_Directions_
Go through the following data and transcribe exactly the stretch of lines from the one holding "pub fn validate(&self)" to the one holding "slug.push('-');", both included.

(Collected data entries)
◇ ◇ ◇ ◇ ◇

pub mod auth_handler;
pub mod catalog_handler;
pub mod dashboard_handler;
pub mod product_handler;
pub mod quote_handler;
pub mod supplier_handler;

use axum::http::header;
use axum::response::{IntoResponse, Response};

use crate::export::ExportFile;
use crate::util::error::{HandlerError, HandlerErrorKind};

/// Sends an export as a file download.
pub(crate) fn attachment(file: ExportFile) -> Response {
    let disposition = format!("attachment; filename=\"{}\"", file.file_name);
    (
        [
            (header::CONTENT_TYPE, file.content_type.to_string()),
            (header::CONTENT_DISPOSITION, disposition),
        ],
        file.bytes,
    )
        .into_response()
}

/// Signed-in requests for paths nothing serves.
pub async fn not_found_handler() -> HandlerError {
    HandlerError::new(HandlerErrorKind::NotFound, "No such page")
}
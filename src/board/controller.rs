use std::sync::Arc;

use async_trait::async_trait;
use chrono::NaiveDate;
use tokio::sync::{Mutex, RwLock};
use tracing::{debug, info, warn};

use crate::board::state::{
    BoardError, BoardFilters, DeleteConfirmation, NoticeLevel, QuoteBoard, NO_ACTIVE_SESSION, QUOTE_DELETED,
    QUOTE_DELETE_FAILED, STATUS_UPDATED, STATUS_UPDATE_FAILED,
};
use crate::dto::quote_dto::StatusFilter;
use crate::model::quote_status::QuoteStatus;
use crate::service::auth_service::{AuthService, Session};
use crate::service::quote_service::QuoteService;

/// Where the board asks whether someone is still signed in.
#[async_trait]
pub trait SessionSource: Send + Sync {
    async fn active_session(&self) -> Option<Session>;
}

/// Resolves the access token currently held by the client through the auth service.
pub struct TokenSessionSource {
    auth: Arc<dyn AuthService>,
    token: RwLock<Option<String>>,
}

impl TokenSessionSource {
    pub fn new(auth: Arc<dyn AuthService>, token: Option<String>) -> Self {
        TokenSessionSource { auth, token: RwLock::new(token) }
    }

    pub async fn set_token(&self, token: Option<String>) {
        *self.token.write().await = token;
    }
}

#[async_trait]
impl SessionSource for TokenSessionSource {
    async fn active_session(&self) -> Option<Session> {
        let token = self.token.read().await.clone()?;
        self.auth.current_session(&token).await
    }
}

#[derive(Clone)]
pub struct BoardController {
    service: Arc<dyn QuoteService>,
    sessions: Arc<dyn SessionSource>,
    board: Arc<Mutex<QuoteBoard>>,
}

impl BoardController {
    pub fn new(service: Arc<dyn QuoteService>, sessions: Arc<dyn SessionSource>) -> Self {
        BoardController { service, sessions, board: Arc::new(Mutex::new(QuoteBoard::new())) }
    }

    /// Copy of the current state.
    pub async fn snapshot(&self) -> QuoteBoard {
        self.board.lock().await.clone()
    }

    /// First page, unfiltered, plus the counts.
    pub async fn mount(&self) {
        tokio::join!(self.fetch(BoardFilters::default()), self.refresh_counts());
    }

    /// Runs one list query. Returns whether its result reached the board.
    pub async fn fetch(&self, filters: BoardFilters) -> bool {
        let ticket = self.board.lock().await.begin_fetch(filters);
        debug!(generation = ticket.generation, page = ticket.filters.page, "Fetching quotes");
        let result = self.service.list_quotes(ticket.query()).await;

        let mut board = self.board.lock().await;
        let applied = match result {
            Ok(page) => board.complete_fetch(&ticket, page),
            Err(e) => {
                warn!("Quote fetch failed: {e}");
                board.fail_fetch(&ticket)
            }
        };
        if !applied {
            debug!(generation = ticket.generation, "Discarded stale quote page");
        }
        applied
    }

    async fn current_filters(&self) -> BoardFilters {
        self.board.lock().await.filters.clone()
    }

    pub async fn set_page(&self, page: u64) -> bool {
        let filters = BoardFilters { page: page.max(1), ..self.current_filters().await };
        self.fetch(filters).await
    }

    pub async fn set_status_filter(&self, status: StatusFilter) -> bool {
        let filters = BoardFilters { status, ..self.current_filters().await }.first_page();
        self.fetch(filters).await
    }

    pub async fn set_search(&self, search: impl Into<String>) -> bool {
        let filters = BoardFilters { search: search.into(), ..self.current_filters().await }.first_page();
        self.fetch(filters).await
    }

    pub async fn set_date_range(&self, date_start: Option<NaiveDate>, date_end: Option<NaiveDate>) -> bool {
        let filters = BoardFilters { date_start, date_end, ..self.current_filters().await }.first_page();
        self.fetch(filters).await
    }

    /// Re-reads the counts; a failure leaves the previous counts in place.
    pub async fn refresh_counts(&self) -> bool {
        let generation = self.board.lock().await.begin_counts();
        match self.service.status_counts().await {
            Ok(counts) => self.board.lock().await.set_counts(generation, counts),
            Err(e) => {
                warn!("Status counts refresh failed: {e}");
                false
            }
        }
    }

    /// Optimistic status change.
    ///
    /// On failure the tentative status is dropped and the list is reconciled by reloading
    /// the first page without filters.
    pub async fn change_status(&self, id: &str, status: QuoteStatus) -> Result<(), BoardError> {
        self.board.lock().await.apply_tentative_status(id, status)?;

        match self.service.update_quote_status(id, status).await {
            Ok(()) => {
                {
                    let mut board = self.board.lock().await;
                    board.confirm_status(id);
                    board.push_notice(NoticeLevel::Success, STATUS_UPDATED);
                }
                info!(id = %id, status = %status, "Status change confirmed");
                self.refresh_counts().await;
                Ok(())
            }
            Err(e) => {
                {
                    let mut board = self.board.lock().await;
                    board.discard_tentative_status(id);
                    board.push_notice(NoticeLevel::Error, STATUS_UPDATE_FAILED);
                }
                warn!(id = %id, "Status change failed, reconciling: {e}");
                tokio::join!(self.fetch(BoardFilters::default()), self.refresh_counts());
                Err(BoardError::Remote(e))
            }
        }
    }

    pub async fn request_delete(&self, id: &str) -> Result<DeleteConfirmation, BoardError> {
        self.board.lock().await.request_delete(id)
    }

    pub async fn cancel_delete(&self) {
        self.board.lock().await.cancel_delete();
    }

    /// Carries out a confirmed delete. Nothing reaches the store without an active session.
    /// A busy row leaves the confirmation open.
    pub async fn confirm_delete(&self, confirmation: &DeleteConfirmation) -> Result<(), BoardError> {
        let confirmation = {
            let mut board = self.board.lock().await;
            if board.row(&confirmation.id).is_some_and(|row| row.is_busy()) {
                return Err(BoardError::RowBusy(confirmation.id.clone()));
            }
            board.take_delete_confirmation(confirmation)?
        };

        if self.sessions.active_session().await.is_none() {
            warn!(id = %confirmation.id, "Delete attempted without a session");
            self.board.lock().await.push_notice(NoticeLevel::Error, NO_ACTIVE_SESSION);
            return Err(BoardError::NoSession);
        }

        {
            let mut board = self.board.lock().await;
            if board.row(&confirmation.id).is_some_and(|row| row.is_busy()) {
                return Err(BoardError::RowBusy(confirmation.id.clone()));
            }
            board.mark_deleting(&confirmation.id, true);
        }

        match self.service.delete_quote(&confirmation.id).await {
            Ok(deleted) => {
                {
                    let mut board = self.board.lock().await;
                    board.remove_row(&deleted.id);
                    board.decrement_count(&deleted.status);
                    board.push_notice(NoticeLevel::Success, QUOTE_DELETED);
                }
                info!(id = %deleted.id, status = %deleted.status, "Quote deleted from board");
                self.fetch(confirmation.filters.clone()).await;
                self.refresh_counts().await;
                Ok(())
            }
            Err(e) => {
                let mut board = self.board.lock().await;
                board.mark_deleting(&confirmation.id, false);
                board.push_notice(NoticeLevel::Error, QUOTE_DELETE_FAILED);
                warn!(id = %confirmation.id, "Delete failed: {e}");
                Err(BoardError::Remote(e))
            }
        }
    }
}
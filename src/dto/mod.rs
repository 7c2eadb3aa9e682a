pub mod auth_dto;
pub mod catalog_dto;
pub mod dashboard_dto;
pub mod product_dto;
pub mod quote_dto;
pub mod supplier_dto;
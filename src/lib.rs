pub mod app;
pub mod board;
pub mod config;
pub mod dto;
pub mod export;
pub mod handler;
pub mod middlewares;
pub mod model;
pub mod repository;
pub mod router;
pub mod service;
pub mod util;
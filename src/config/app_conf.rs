use std::env;
use std::str::FromStr;
use tracing::{debug, info, warn};

use crate::config::ConfigError;

/// Which family of collaborators the application is wired against.
#[derive(Debug, Clone, Copy, PartialEq, Eq)]
pub enum StorageBackend {
    /// MongoDB, MinIO and Redis.
    Mongo,
    /// Process-local stores; nothing external is contacted.
    Memory,
}

impl FromStr for StorageBackend {
    type Err = ConfigError;

    fn from_str(s: &str) -> Result<Self, Self::Err> {
        match s.trim().to_ascii_lowercase().as_str() {
            "mongo" | "mongodb" => Ok(StorageBackend::Mongo),
            "memory" | "in-memory" => Ok(StorageBackend::Memory),
            other => Err(ConfigError::InvalidValue(format!("Unknown APP_BACKEND: {}", other))),
        }
    }
}

#[derive(Debug, Clone)]
pub struct AppConfig {
    pub host: String,
    pub port: u16,
    /// Where the session gate sends unauthenticated requests.
    pub login_path: String,
    pub backend: StorageBackend,
}

impl AppConfig {
    pub fn from_env() -> Result<Self, ConfigError> {
        info!("Loading application configuration from environment variables");

        let host = env::var("APP_HOST").unwrap_or_else(|_| {
            warn!("APP_HOST not set, using default: 127.0.0.1");
            "127.0.0.1".to_string()
        });

        let port = env::var("APP_PORT")
            .unwrap_or_else(|_| {
                warn!("APP_PORT not set, using default: 8080");
                "8080".to_string()
            })
            .parse::<u16>()
            .map_err(|e| ConfigError::InvalidValue(format!("APP_PORT: {}", e)))?;

        let login_path = env::var("APP_LOGIN_PATH").unwrap_or_else(|_| "/login".to_string());
        debug!("Login path: {}", login_path);

        let backend = match env::var("APP_BACKEND") {
            Ok(raw) => raw.parse::<StorageBackend>()?,
            Err(_) => {
                warn!("APP_BACKEND not set, using default: mongo");
                StorageBackend::Mongo
            }
        };
        debug!("Storage backend: {:?}", backend);

        let config = AppConfig { host, port, login_path, backend };
        config.validate()?;
        info!("Application configuration loaded successfully");
        Ok(config)
    }

    pub fn validate(&self) -> Result<(), ConfigError> {
        if self.host.is_empty() {
            return Err(ConfigError::ValidationError("APP_HOST cannot be empty".to_string()));
        }
        if !self.login_path.starts_with('/') {
            return Err(ConfigError::ValidationError(
                "APP_LOGIN_PATH must be an absolute path".to_string(),
            ));
        }
        Ok(())
    }
}

impl Default for AppConfig {
    fn default() -> Self {
        AppConfig {
            host: "127.0.0.1".to_string(),
            port: 8080,
            login_path: "/login".to_string(),
            backend: StorageBackend::Memory,
        }
    }
}
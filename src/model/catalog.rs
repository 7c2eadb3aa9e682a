use chrono::{DateTime, Utc};
use serde::{Deserialize, Serialize};

use crate::model::timestamp::rfc3339_millis;

#[derive(Debug, Clone, PartialEq, Serialize, Deserialize)]
pub struct Category {
    #[serde(rename = "_id")]
    pub id: String,
    pub name: String,
    pub slug: String,
    #[serde(default)]
    pub image: Option<String>,
    #[serde(with = "rfc3339_millis")]
    pub created_at: DateTime<Utc>,
}

#[derive(Debug, Clone, PartialEq, Serialize, Deserialize)]
pub struct Subcategory {
    #[serde(rename = "_id")]
    pub id: String,
    pub name: String,
    pub slug: String,
    pub category_id: String,
    #[serde(default)]
    pub image: Option<String>,
    #[serde(with = "rfc3339_millis")]
    pub created_at: DateTime<Utc>,
}

/// Category slug: lowercase, whitespace runs become `-`.
pub fn category_slug(name: &str) -> String {
    name.split_whitespace()
        .map(str::to_lowercase)
        .collect::<Vec<_>>()
        .join("-")
}

/// Subcategory slug: lowercase, every run outside `[a-z0-9]` becomes one `-`, trimmed.
pub fn subcategory_slug(name: &str) -> String {
    let mut slug = String::with_capacity(name.len());
    let mut pending_dash = false;
    for c in name.to_lowercase().chars() {
        if c.is_ascii_lowercase() || c.is_ascii_digit() {
            if pending_dash && !slug.is_empty() {
                slug.push('-');
            }
            pending_dash = false;
            slug.push(c);
        } else {
            pending_dash = true;
        }
    }
    slug
}

#[cfg(test)]
mod tests {
    use super::*;

    #[test]
    fn test_category_slug() {
        assert_eq!(category_slug("Living  Room Chairs"), "living-room-chairs");
        assert_eq!(category_slug("  Office "), "office");
    }

    #[test]
    fn test_subcategory_slug() {
        assert_eq!(subcategory_slug("Desks & Tables!"), "desks-tables");
        assert_eq!(subcategory_slug("--Über Sofa 2--"), "ber-sofa-2");
    }
}
//! Password hashing and verification (Argon2id).

use argon2::{
    password_hash::{PasswordHash, PasswordHasher, PasswordVerifier, SaltString},
    Argon2,
};
use rand::rngs::OsRng;
use tracing::{debug, error};

#[derive(Debug, thiserror::Error)]
pub enum PasswordError {
    #[error("Failed to hash password: {0}")]
    HashingFailed(String),
    #[error("Failed to verify password: {0}")]
    VerificationFailed(String),
    #[error("Invalid password hash format")]
    InvalidHashFormat,
}

pub trait PasswordUtils {
    fn hash_password(password: &str) -> Result<String, PasswordError>;

    /// `Ok(false)` for a wrong password, `Err` only when the hash itself is unusable.
    fn verify_password(password: &str, hash: &str) -> Result<bool, PasswordError>;

    /// Lists every rule the password breaks.
    fn validate_password_strength(password: &str) -> Result<(), Vec<String>>;
}

pub struct PasswordUtilsImpl;

impl PasswordUtils for PasswordUtilsImpl {
    fn hash_password(password: &str) -> Result<String, PasswordError> {
        let salt = SaltString::generate(OsRng);
        Argon2::default()
            .hash_password(password.as_bytes(), &salt)
            .map(|hash| hash.to_string())
            .map_err(|err| {
                error!("Failed to hash password: {}", err);
                PasswordError::HashingFailed(err.to_string())
            })
    }

    fn verify_password(password: &str, hash: &str) -> Result<bool, PasswordError> {
        let parsed_hash = PasswordHash::new(hash).map_err(|err| {
            error!("Invalid password hash format: {}", err);
            PasswordError::InvalidHashFormat
        })?;

        match Argon2::default().verify_password(password.as_bytes(), &parsed_hash) {
            Ok(()) => Ok(true),
            Err(argon2::password_hash::Error::Password) => {
                debug!("Password verification failed - invalid password");
                Ok(false)
            }
            Err(err) => {
                error!("Password verification error: {}", err);
                Err(PasswordError::VerificationFailed(err.to_string()))
            }
        }
    }

    fn validate_password_strength(password: &str) -> Result<(), Vec<String>> {
        let mut errors = Vec::new();

        if password.len() < 8 {
            errors.push("Password must be at least 8 characters long".to_string());
        }
        if !password.chars().any(|c| c.is_uppercase()) {
            errors.push("Password must contain at least one uppercase letter".to_string());
        }
        if !password.chars().any(|c| c.is_lowercase()) {
            errors.push("Password must contain at least one lowercase letter".to_string());
        }
        if !password.chars().any(|c| c.is_ascii_digit()) {
            errors.push("Password must contain at least one digit".to_string());
        }
        if !password.chars().any(|c| "!@#$%^&*()_+-=[]{}|;:,.<>?".contains(c)) {
            errors.push("Password must contain at least one special character".to_string());
        }

        if errors.is_empty() {
            Ok(())
        } else {
            Err(errors)
        }
    }
}
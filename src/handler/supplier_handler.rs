use std::sync::Arc;

use axum::extract::{Path, State};
use axum::http::StatusCode;
use axum::response::IntoResponse;
use axum::Json;
use validator::Validate;

use crate::dto::supplier_dto::{AddSupplierProductRequest, SupplierRequest, UpdateSupplierProductRequest};
use crate::service::supplier_service::SupplierService;
use crate::util::error::HandlerError;

pub async fn list_suppliers_handler(
    State(service): State<Arc<dyn SupplierService>>,
) -> Result<impl IntoResponse, HandlerError> {
    Ok(Json(service.list_suppliers().await?))
}

pub async fn get_supplier_handler(
    State(service): State<Arc<dyn SupplierService>>,
    Path(id): Path<String>,
) -> Result<impl IntoResponse, HandlerError> {
    Ok(Json(service.get_supplier(&id).await?))
}

pub async fn create_supplier_handler(
    State(service): State<Arc<dyn SupplierService>>,
    Json(payload): Json<SupplierRequest>,
) -> Result<impl IntoResponse, HandlerError> {
    payload.validate().map_err(HandlerError::validation)?;
    let created = service.create_supplier(payload).await?;
    Ok((StatusCode::CREATED, Json(created)))
}

pub async fn update_supplier_handler(
    State(service): State<Arc<dyn SupplierService>>,
    Path(id): Path<String>,
    Json(payload): Json<SupplierRequest>,
) -> Result<impl IntoResponse, HandlerError> {
    payload.validate().map_err(HandlerError::validation)?;
    Ok(Json(service.update_supplier(&id, payload).await?))
}

// GET /suppliers/{id}/products
pub async fn list_supplier_products_handler(
    State(service): State<Arc<dyn SupplierService>>,
    Path(supplier_id): Path<String>,
) -> Result<impl IntoResponse, HandlerError> {
    Ok(Json(service.list_supplier_products(&supplier_id).await?))
}

// POST /suppliers/{id}/products
pub async fn add_supplier_product_handler(
    State(service): State<Arc<dyn SupplierService>>,
    Path(supplier_id): Path<String>,
    Json(payload): Json<AddSupplierProductRequest>,
) -> Result<impl IntoResponse, HandlerError> {
    payload.validate().map_err(HandlerError::validation)?;
    let created = service.add_supplier_product(&supplier_id, payload).await?;
    Ok((StatusCode::CREATED, Json(created)))
}

// PATCH /supplier-products/{id}
pub async fn update_supplier_product_handler(
    State(service): State<Arc<dyn SupplierService>>,
    Path(id): Path<String>,
    Json(payload): Json<UpdateSupplierProductRequest>,
) -> Result<impl IntoResponse, HandlerError> {
    payload.validate().map_err(HandlerError::validation)?;
    Ok(Json(service.update_supplier_product(&id, payload).await?))
}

◇ ◇ ◇ ◇ ◇

_Your solution_
    pub fn validate(&self) -> Result<(), ConfigError> {
        if self.host.is_empty() {
            return Err(ConfigError::ValidationError("APP_HOST cannot be empty".to_string()));
        }
        if !self.login_path.starts_with('/') {
            return Err(ConfigError::ValidationError(
                "APP_LOGIN_PATH must be an absolute path".to_string(),
            ));
        }
        Ok(())
    }
}

impl Default for AppConfig {
    fn default() -> Self {
        AppConfig {
            host: "127.0.0.1".to_string(),
            port: 8080,
            login_path: "/login".to_string(),
            backend: StorageBackend::Memory,
        }
    }
}
filename src/model/catalog.rs
repository 7c2eadb3aa9e682a
use chrono::{DateTime, Utc};
use serde::{Deserialize, Serialize};

use crate::model::timestamp::rfc3339_millis;

#[derive(Debug, Clone, PartialEq, Serialize, Deserialize)]
pub struct Category {
    #[serde(rename = "_id")]
    pub id: String,
    pub name: String,
    pub slug: String,
    #[serde(default)]
    pub image: Option<String>,
    #[serde(with = "rfc3339_millis")]
    pub created_at: DateTime<Utc>,
}

#[derive(Debug, Clone, PartialEq, Serialize, Deserialize)]
pub struct Subcategory {
    #[serde(rename = "_id")]
    pub id: String,
    pub name: String,
    pub slug: String,
    pub category_id: String,
    #[serde(default)]
    pub image: Option<String>,
    #[serde(with = "rfc3339_millis")]
    pub created_at: DateTime<Utc>,
}

/// Category slug: lowercase, whitespace runs become `-`.
pub fn category_slug(name: &str) -> String {
    name.split_whitespace()
        .map(str::to_lowercase)
        .collect::<Vec<_>>()
        .join("-")
}

/// Subcategory slug: lowercase, every run outside `[a-z0-9]` becomes one `-`, trimmed.
pub fn subcategory_slug(name: &str) -> String {
    let mut slug = String::with_capacity(name.len());
    let mut pending_dash = false;
    for c in name.to_lowercase().chars() {
        if c.is_ascii_lowercase() || c.is_ascii_digit() {
            if pending_dash && !slug.is_empty() {
                slug.push('-');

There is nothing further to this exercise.